En terrain humide et acide, on peut avoir la chance de voir apparaître de petites orchidées rose pâle ou rose vif. Ce sont les Dactylorhiza maculata, qu’on appelle aussi orchis tacheté, caractérisés par des feuilles tachetées. Habitants des sols pauvres; les pelouses qui ont été engraissées pendant des années ne leur sont pas propices.

Si limiter la tonte permet des économies de main d’oeuvre et de carburant, l’intérêt principal est évidemment de favoriser la présence d’insectes et de petite faune. En avril et mai, les pollinisateurs y trouveront le nectar et le pollen nécessaires pour se nourrir et élever leurs larves. Il suffit d’ailleurs de relever le niveau de tonte de sa machine pour voir apparaître le trèfle blanc, une source de nectar inestimable.

Dans la pratique, les vergers haute tige et le pied des grands arbres sont des espaces où il est facile de laisser pousser les herbes folles. Vous pouvez continuer à tondre des sentiers de charme pour la promenade. Il convient de maintenir également un bord tondu le long des chemins et des parterres.

Comment gérer la suite? A partir du plein été, le principal bénéfice de l’opération a été engrangé. L’ex-pelouse a nourri ses visiteurs et a permis aux pluies de printemps de pénétrer profondément dans la terre. Les herbes sèches peuvent maintenant être fauchées. Ceci peut se faire à la débroussailleuse. L’idéal est de ramasser l’herbe coupée qui peut servir de paillage au pied des arbres ou nourrir des animaux. On peut aussi, à l’ancienne, monter une belle meule de foin, très décorative dans le paysage. Les pluies de fin d’été permettent à la pelouse de reverdir avant l’hiver.

Si l’expérience vous a convaincus, vous pouvez augmenter encore l’attrait de la pelouse en plantant des bulbes à l’automne dans les parties que vous comptez dédier à la tonte tardive à l’avenir: perce-neige, narcisses, crocus, camassias, fritillaires… Après leur floraison, les bulbes doivent se reconstituer avant la dormance estivale et la tonte doit donc de toutes façons être déferrée jusqu’en juillet.

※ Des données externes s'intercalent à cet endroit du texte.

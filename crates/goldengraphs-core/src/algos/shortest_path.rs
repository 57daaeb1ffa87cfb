//! Dijkstra and A* over a caller-supplied adjacency function
//!
//! All three entry points run the same frontier expansion:
//! - priority = distance (+ heuristic estimate for A*)
//! - ties pop in push order via a per-search sequence counter
//! - stale frontier entries are skipped on extraction (lazy deletion)
//! - relaxation only on a strictly shorter candidate

use crate::algos::frontier::FrontierEntry;
use crate::algos::observer::{SearchObserver, SearchStep};
use crate::algos::path::reconstruct_path;
use crate::graph::Weight;
use crate::trace_time;
use serde::Serialize;
use std::cmp::Reverse;
use std::collections::{BinaryHeap, HashMap, HashSet};
use std::hash::Hash;
use std::time::Instant;

/// Result of a goal-seeking search
#[derive(Debug, Clone, PartialEq, Serialize)]
pub struct ShortestPath<N> {
    /// Nodes from source to goal inclusive; empty when no goal was reached
    pub path: Vec<N>,
    /// Total weight of `path`; `+inf` when no goal was reached
    pub distance: Weight,
}

impl<N> ShortestPath<N> {
    pub fn unreachable() -> Self {
        ShortestPath {
            path: Vec::new(),
            distance: Weight::INFINITY,
        }
    }

    pub fn is_found(&self) -> bool {
        !self.path.is_empty()
    }

    /// Number of edges on the path.
    pub fn hops(&self) -> usize {
        self.path.len().saturating_sub(1)
    }
}

/// Result of an exhaustive search: the full shortest-path tree
#[derive(Debug, Clone, PartialEq)]
pub struct ShortestPathTree<N: Eq + Hash> {
    pub source: N,
    /// Shortest distance to every reachable node (source included, at 0)
    pub distances: HashMap<N, Weight>,
    /// Tree parent of every reachable node except the source
    pub predecessors: HashMap<N, N>,
}

impl<N: Clone + Eq + Hash> ShortestPathTree<N> {
    /// Distance to `node`, `+inf` if unreachable.
    pub fn distance_to(&self, node: &N) -> Weight {
        self.distances.get(node).copied().unwrap_or(Weight::INFINITY)
    }

    pub fn is_reachable(&self, node: &N) -> bool {
        self.distances.contains_key(node)
    }

    /// Path from the source to `node`, or `None` if unreachable.
    pub fn path_to(&self, node: &N) -> Option<Vec<N>> {
        self.is_reachable(node)
            .then(|| reconstruct_path(&self.source, node, &self.predecessors))
    }

    /// Number of reachable nodes, source included.
    pub fn len(&self) -> usize {
        self.distances.len()
    }

    pub fn is_empty(&self) -> bool {
        self.distances.is_empty()
    }
}

/// Counters reported when a search finishes
#[derive(Debug, Default, Clone, Copy)]
struct SearchStats {
    settled: usize,
    stale: usize,
    pushed: usize,
}

/// State tracked during a frontier expansion
struct SearchState<'o, N> {
    distances: HashMap<N, Weight>,
    predecessors: HashMap<N, N>,
    visited: HashSet<N>,
    frontier: BinaryHeap<Reverse<FrontierEntry<N>>>,
    sequence: u64,
    observer: Option<&'o mut dyn SearchObserver<N>>,
    stats: SearchStats,
}

impl<'o, N: Clone + Eq + Hash> SearchState<'o, N> {
    fn new(source: N, priority: Weight, observer: Option<&'o mut dyn SearchObserver<N>>) -> Self {
        let mut state = Self {
            distances: HashMap::new(),
            predecessors: HashMap::new(),
            visited: HashSet::new(),
            frontier: BinaryHeap::new(),
            sequence: 0,
            observer,
            stats: SearchStats::default(),
        };
        state.distances.insert(source.clone(), 0.0);
        state.push(priority, source);
        state
    }

    fn distance(&self, node: &N) -> Weight {
        self.distances.get(node).copied().unwrap_or(Weight::INFINITY)
    }

    fn push(&mut self, priority: Weight, node: N) {
        self.frontier.push(Reverse(FrontierEntry {
            priority,
            sequence: self.sequence,
            node,
        }));
        self.sequence += 1;
        self.stats.pushed += 1;
    }

    /// Pop the next unvisited node, mark it visited and notify the observer.
    fn settle_next(&mut self) -> Option<(N, Weight)> {
        while let Some(Reverse(entry)) = self.frontier.pop() {
            if self.visited.contains(&entry.node) {
                self.stats.stale += 1;
                continue;
            }
            self.visited.insert(entry.node.clone());
            self.stats.settled += 1;

            if let Some(observer) = self.observer.as_mut() {
                observer.on_step(&SearchStep::new(
                    &entry.node,
                    &self.visited,
                    &self.distances,
                    &self.predecessors,
                    &self.frontier,
                ));
            }

            let distance = self.distance(&entry.node);
            tracing::trace!(distance, frontier = self.frontier.len(), "settled node");
            return Some((entry.node, distance));
        }
        None
    }

    /// Record a strictly better distance to `node` via `via` and queue it.
    fn improve(&mut self, via: &N, node: N, distance: Weight, priority: Weight) {
        self.distances.insert(node.clone(), distance);
        self.predecessors.insert(node.clone(), via.clone());
        self.push(priority, node);
    }
}

enum SearchOutcome<N> {
    Reached(N, Weight),
    Exhausted,
}

fn estimate<N, H: FnMut(&N) -> Weight>(heuristic: &mut Option<H>, node: &N) -> Weight {
    match heuristic {
        Some(h) => h(node),
        None => 0.0,
    }
}

/// Shared frontier expansion.
///
/// Without a goal the search runs until the frontier is empty.
fn expand<'o, N, A, I, G, H>(
    state: &mut SearchState<'o, N>,
    mut adjacent: A,
    mut is_goal: Option<G>,
    mut heuristic: Option<H>,
) -> SearchOutcome<N>
where
    N: Clone + Eq + Hash,
    A: FnMut(&N) -> I,
    I: IntoIterator<Item = (N, Weight)>,
    G: FnMut(&N, Weight) -> bool,
    H: FnMut(&N) -> Weight,
{
    while let Some((current, distance)) = state.settle_next() {
        if let Some(goal) = is_goal.as_mut() {
            if goal(&current, distance) {
                return SearchOutcome::Reached(current, distance);
            }
        }

        for (neighbor, weight) in adjacent(&current) {
            let candidate = distance + weight;
            if candidate < state.distance(&neighbor) {
                let priority = candidate + estimate(&mut heuristic, &neighbor);
                state.improve(&current, neighbor, candidate, priority);
            }
        }
    }
    SearchOutcome::Exhausted
}

/// Goal-seeking search shared by `dijkstra` and `a_star`.
fn seek<N, G, A, I, H>(
    source: N,
    is_goal: G,
    adjacent: A,
    mut heuristic: Option<H>,
    observer: Option<&mut dyn SearchObserver<N>>,
) -> ShortestPath<N>
where
    N: Clone + Eq + Hash,
    G: FnMut(&N, Weight) -> bool,
    A: FnMut(&N) -> I,
    I: IntoIterator<Item = (N, Weight)>,
    H: FnMut(&N) -> Weight,
{
    let start = Instant::now();
    let priority = estimate(&mut heuristic, &source);
    let mut state = SearchState::new(source.clone(), priority, observer);

    let result = match expand(&mut state, adjacent, Some(is_goal), heuristic) {
        SearchOutcome::Reached(goal, distance) => ShortestPath {
            path: reconstruct_path(&source, &goal, &state.predecessors),
            distance,
        },
        SearchOutcome::Exhausted => ShortestPath::unreachable(),
    };

    let stats = state.stats;
    tracing::debug!(
        found = result.is_found(),
        distance = result.distance,
        settled = stats.settled,
        stale = stats.stale,
        pushed = stats.pushed,
        "search finished"
    );
    trace_time!(start, "seek");
    result
}

/// Dijkstra's shortest path from `source` to the first node satisfying
/// `is_goal(node, distance)`.
///
/// `adjacent(node)` yields `(neighbor, weight)` pairs; weights must be
/// non-negative. If no reachable node is a goal the result is empty with an
/// infinite distance.
#[tracing::instrument(level = "debug", skip_all)]
pub fn dijkstra<N, G, A, I>(
    source: N,
    is_goal: G,
    adjacent: A,
    observer: Option<&mut dyn SearchObserver<N>>,
) -> ShortestPath<N>
where
    N: Clone + Eq + Hash,
    G: FnMut(&N, Weight) -> bool,
    A: FnMut(&N) -> I,
    I: IntoIterator<Item = (N, Weight)>,
{
    seek(source, is_goal, adjacent, None::<fn(&N) -> Weight>, observer)
}

/// A* search: Dijkstra with frontier priority `distance + heuristic(node)`.
///
/// The result is optimal only if `heuristic` never overestimates the remaining
/// distance to a goal. A heuristic that is always 0 makes this Dijkstra.
#[tracing::instrument(level = "debug", skip_all)]
pub fn a_star<N, G, A, I, H>(
    source: N,
    is_goal: G,
    adjacent: A,
    heuristic: H,
    observer: Option<&mut dyn SearchObserver<N>>,
) -> ShortestPath<N>
where
    N: Clone + Eq + Hash,
    G: FnMut(&N, Weight) -> bool,
    A: FnMut(&N) -> I,
    I: IntoIterator<Item = (N, Weight)>,
    H: FnMut(&N) -> Weight,
{
    seek(source, is_goal, adjacent, Some(heuristic), observer)
}

/// Shortest distances and predecessors from `source` to every reachable node.
#[tracing::instrument(level = "debug", skip_all)]
pub fn dijkstra_all_paths<N, A, I>(
    source: N,
    adjacent: A,
    observer: Option<&mut dyn SearchObserver<N>>,
) -> ShortestPathTree<N>
where
    N: Clone + Eq + Hash,
    A: FnMut(&N) -> I,
    I: IntoIterator<Item = (N, Weight)>,
{
    let start = Instant::now();
    let mut state = SearchState::new(source.clone(), 0.0, observer);
    expand(
        &mut state,
        adjacent,
        None::<fn(&N, Weight) -> bool>,
        None::<fn(&N) -> Weight>,
    );

    let stats = state.stats;
    tracing::debug!(
        reachable = state.distances.len(),
        settled = stats.settled,
        stale = stats.stale,
        pushed = stats.pushed,
        "search finished"
    );
    trace_time!(start, "dijkstra_all_paths");

    ShortestPathTree {
        source,
        distances: state.distances,
        predecessors: state.predecessors,
    }
}
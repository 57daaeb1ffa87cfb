//! Goldengraphs
//!
//! Generic graph algorithms with step-level instrumentation. This crate
//! re-exports the public API of `goldengraphs-core`:
//!
//! - [`DirectedGraph`] / [`UndirectedGraph`]: insertion-ordered weighted graphs
//! - [`dijkstra`], [`a_star`], [`dijkstra_all_paths`]: shortest paths over any
//!   adjacency function, with an optional [`SearchObserver`]
//! - [`kahn`]: topological order, with an optional [`SortObserver`]
//! - [`UnionFind`] and [`kruskal`]: disjoint sets and minimum spanning forests
//!
//! ```
//! use goldengraphs::UndirectedGraph;
//!
//! let graph = UndirectedGraph::from_parts(
//!     ["A", "B", "C", "D"],
//!     [("A", "B", 1.0), ("B", "D", 5.0), ("A", "C", 2.0), ("C", "D", 1.0)],
//! );
//! let route = graph.shortest_path(&"A", &"D");
//! assert_eq!(route.path, vec!["A", "C", "D"]);
//! assert_eq!(route.distance, 3.0);
//! ```

pub use goldengraphs_core::*;
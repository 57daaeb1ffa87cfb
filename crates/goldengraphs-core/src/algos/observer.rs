//! Instrumentation hooks for step-by-step algorithm observation
//!
//! After each processed node an algorithm hands its observer a step value
//! borrowing the live search state. Steps only expose shared references, so an
//! observer can read everything but mutate nothing, and it cannot keep a step
//! past the call. Observers that need history (a visualizer replaying a run,
//! a test recording events) take an owned copy with `to_snapshot()`.
//!
//! Observers run inline on the algorithm's thread, before the next iteration.

use crate::algos::frontier::FrontierEntry;
use crate::graph::Weight;
use std::cmp::Reverse;
use std::collections::{BinaryHeap, HashMap, HashSet, VecDeque};
use std::hash::Hash;

/// Search state right after a node was settled and before its neighbors are
/// relaxed.
pub struct SearchStep<'a, N> {
    current: &'a N,
    visited: &'a HashSet<N>,
    distances: &'a HashMap<N, Weight>,
    predecessors: &'a HashMap<N, N>,
    frontier: &'a BinaryHeap<Reverse<FrontierEntry<N>>>,
}

impl<'a, N: Clone + Eq + Hash> SearchStep<'a, N> {
    pub(crate) fn new(
        current: &'a N,
        visited: &'a HashSet<N>,
        distances: &'a HashMap<N, Weight>,
        predecessors: &'a HashMap<N, N>,
        frontier: &'a BinaryHeap<Reverse<FrontierEntry<N>>>,
    ) -> Self {
        Self {
            current,
            visited,
            distances,
            predecessors,
            frontier,
        }
    }

    /// The node just extracted and marked visited.
    pub fn current(&self) -> &'a N {
        self.current
    }

    /// Nodes whose distance is final, including `current`.
    pub fn visited(&self) -> &'a HashSet<N> {
        self.visited
    }

    /// Best known distance for every node reached so far.
    pub fn distances(&self) -> &'a HashMap<N, Weight> {
        self.distances
    }

    /// Best known distance to `node`, `+inf` if not reached yet.
    pub fn distance(&self, node: &N) -> Weight {
        self.distances.get(node).copied().unwrap_or(Weight::INFINITY)
    }

    pub fn predecessors(&self) -> &'a HashMap<N, N> {
        self.predecessors
    }

    /// Frontier contents as `(priority, node)` in underlying heap order.
    ///
    /// Only the heap invariant holds; the sequence is not sorted. Stale
    /// entries for already-visited nodes are included.
    pub fn frontier(&self) -> impl Iterator<Item = (Weight, &'a N)> + 'a {
        self.frontier
            .iter()
            .map(|Reverse(entry)| (entry.priority, &entry.node))
    }

    pub fn frontier_len(&self) -> usize {
        self.frontier.len()
    }

    /// Deep copy of this step.
    pub fn to_snapshot(&self) -> SearchSnapshot<N> {
        SearchSnapshot {
            current: self.current.clone(),
            visited: self.visited.clone(),
            distances: self.distances.clone(),
            predecessors: self.predecessors.clone(),
            frontier: self
                .frontier()
                .map(|(priority, node)| (priority, node.clone()))
                .collect(),
        }
    }
}

/// Owned copy of a [`SearchStep`].
#[derive(Debug, Clone, PartialEq)]
pub struct SearchSnapshot<N: Eq + Hash> {
    pub current: N,
    pub visited: HashSet<N>,
    pub distances: HashMap<N, Weight>,
    pub predecessors: HashMap<N, N>,
    pub frontier: Vec<(Weight, N)>,
}

/// Observer for shortest-path searches.
pub trait SearchObserver<N> {
    fn on_step(&mut self, step: &SearchStep<'_, N>);
}

impl<N, F> SearchObserver<N> for F
where
    F: FnMut(&SearchStep<'_, N>),
{
    fn on_step(&mut self, step: &SearchStep<'_, N>) {
        self(step)
    }
}

/// Kahn state right after a node was appended to the order and before its
/// successors' in-degrees are decremented.
pub struct SortStep<'a, N> {
    current: &'a N,
    order: &'a [N],
    in_degree: &'a HashMap<N, usize>,
    queue: &'a VecDeque<N>,
}

impl<'a, N: Clone + Eq + Hash> SortStep<'a, N> {
    pub(crate) fn new(
        current: &'a N,
        order: &'a [N],
        in_degree: &'a HashMap<N, usize>,
        queue: &'a VecDeque<N>,
    ) -> Self {
        Self {
            current,
            order,
            in_degree,
            queue,
        }
    }

    /// The node just appended; always the last element of `order()`.
    pub fn current(&self) -> &'a N {
        self.current
    }

    pub fn order(&self) -> &'a [N] {
        self.order
    }

    /// Remaining in-degree of every node that is the target of some edge.
    pub fn in_degree(&self) -> &'a HashMap<N, usize> {
        self.in_degree
    }

    /// Remaining in-degree of `node`; 0 for nodes no edge points at.
    pub fn in_degree_of(&self, node: &N) -> usize {
        self.in_degree.get(node).copied().unwrap_or(0)
    }

    /// Queued nodes, front first.
    pub fn queue(&self) -> impl Iterator<Item = &'a N> + 'a {
        self.queue.iter()
    }

    pub fn queue_len(&self) -> usize {
        self.queue.len()
    }

    /// Deep copy of this step.
    pub fn to_snapshot(&self) -> SortSnapshot<N> {
        SortSnapshot {
            current: self.current.clone(),
            order: self.order.to_vec(),
            in_degree: self.in_degree.clone(),
            queue: self.queue.iter().cloned().collect(),
        }
    }
}

/// Owned copy of a [`SortStep`].
#[derive(Debug, Clone, PartialEq, Eq)]
pub struct SortSnapshot<N: Eq + Hash> {
    pub current: N,
    pub order: Vec<N>,
    pub in_degree: HashMap<N, usize>,
    pub queue: Vec<N>,
}

/// Observer for topological sorting.
pub trait SortObserver<N> {
    fn on_step(&mut self, step: &SortStep<'_, N>);
}

impl<N, F> SortObserver<N> for F
where
    F: FnMut(&SortStep<'_, N>),
{
    fn on_step(&mut self, step: &SortStep<'_, N>) {
        self(step)
    }
}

On est bien loin du désert vert!

Ironiquement, dans mes recherches pour cet article, je trouve autant sites prônant la vie sauvage que d’articles du genre ‘Les principales mauvaises herbes dans le gazon; caractéristiques et moyens de lutte’. S’ensuit un langage belliqueux à l’adresse des innocentes marguerites et véroniques: combat, éradication etc. Maintenir un beau gazon n’est pas une sinécure!

No Mow May demande un changement radical de mentalité vers plus de tolérance. Les choses bougent un peu partout. A titre d’exemple, mon club de golf favori délimite chaque année des zones écologiques où la tondeuse ne passe plus avant l’automne. Certaines zones sont conçues comme obstacles que le joueur doit franchir d’un beau coup. S’il tombe dans les longues herbes, sa balle est considérée perdue, pénalité qui ne l’enchante pas. D’autres zones, plus vastes, sont aménagées dans des endroits où même les joueurs les plus erratiques ont peu de risques de se fourvoyer. Je constate qu’elles sont de plus en plus nombreuses chaque année.

Faites donc vous aussi le tour de vos pelouses d’un oeil critique. Peut-être pourrez-vous identifier l’une où l’autre zone où la tonte n’est pas strictement nécessaire. Rejoignez la mouvance En mai, tonte à l’arrêt!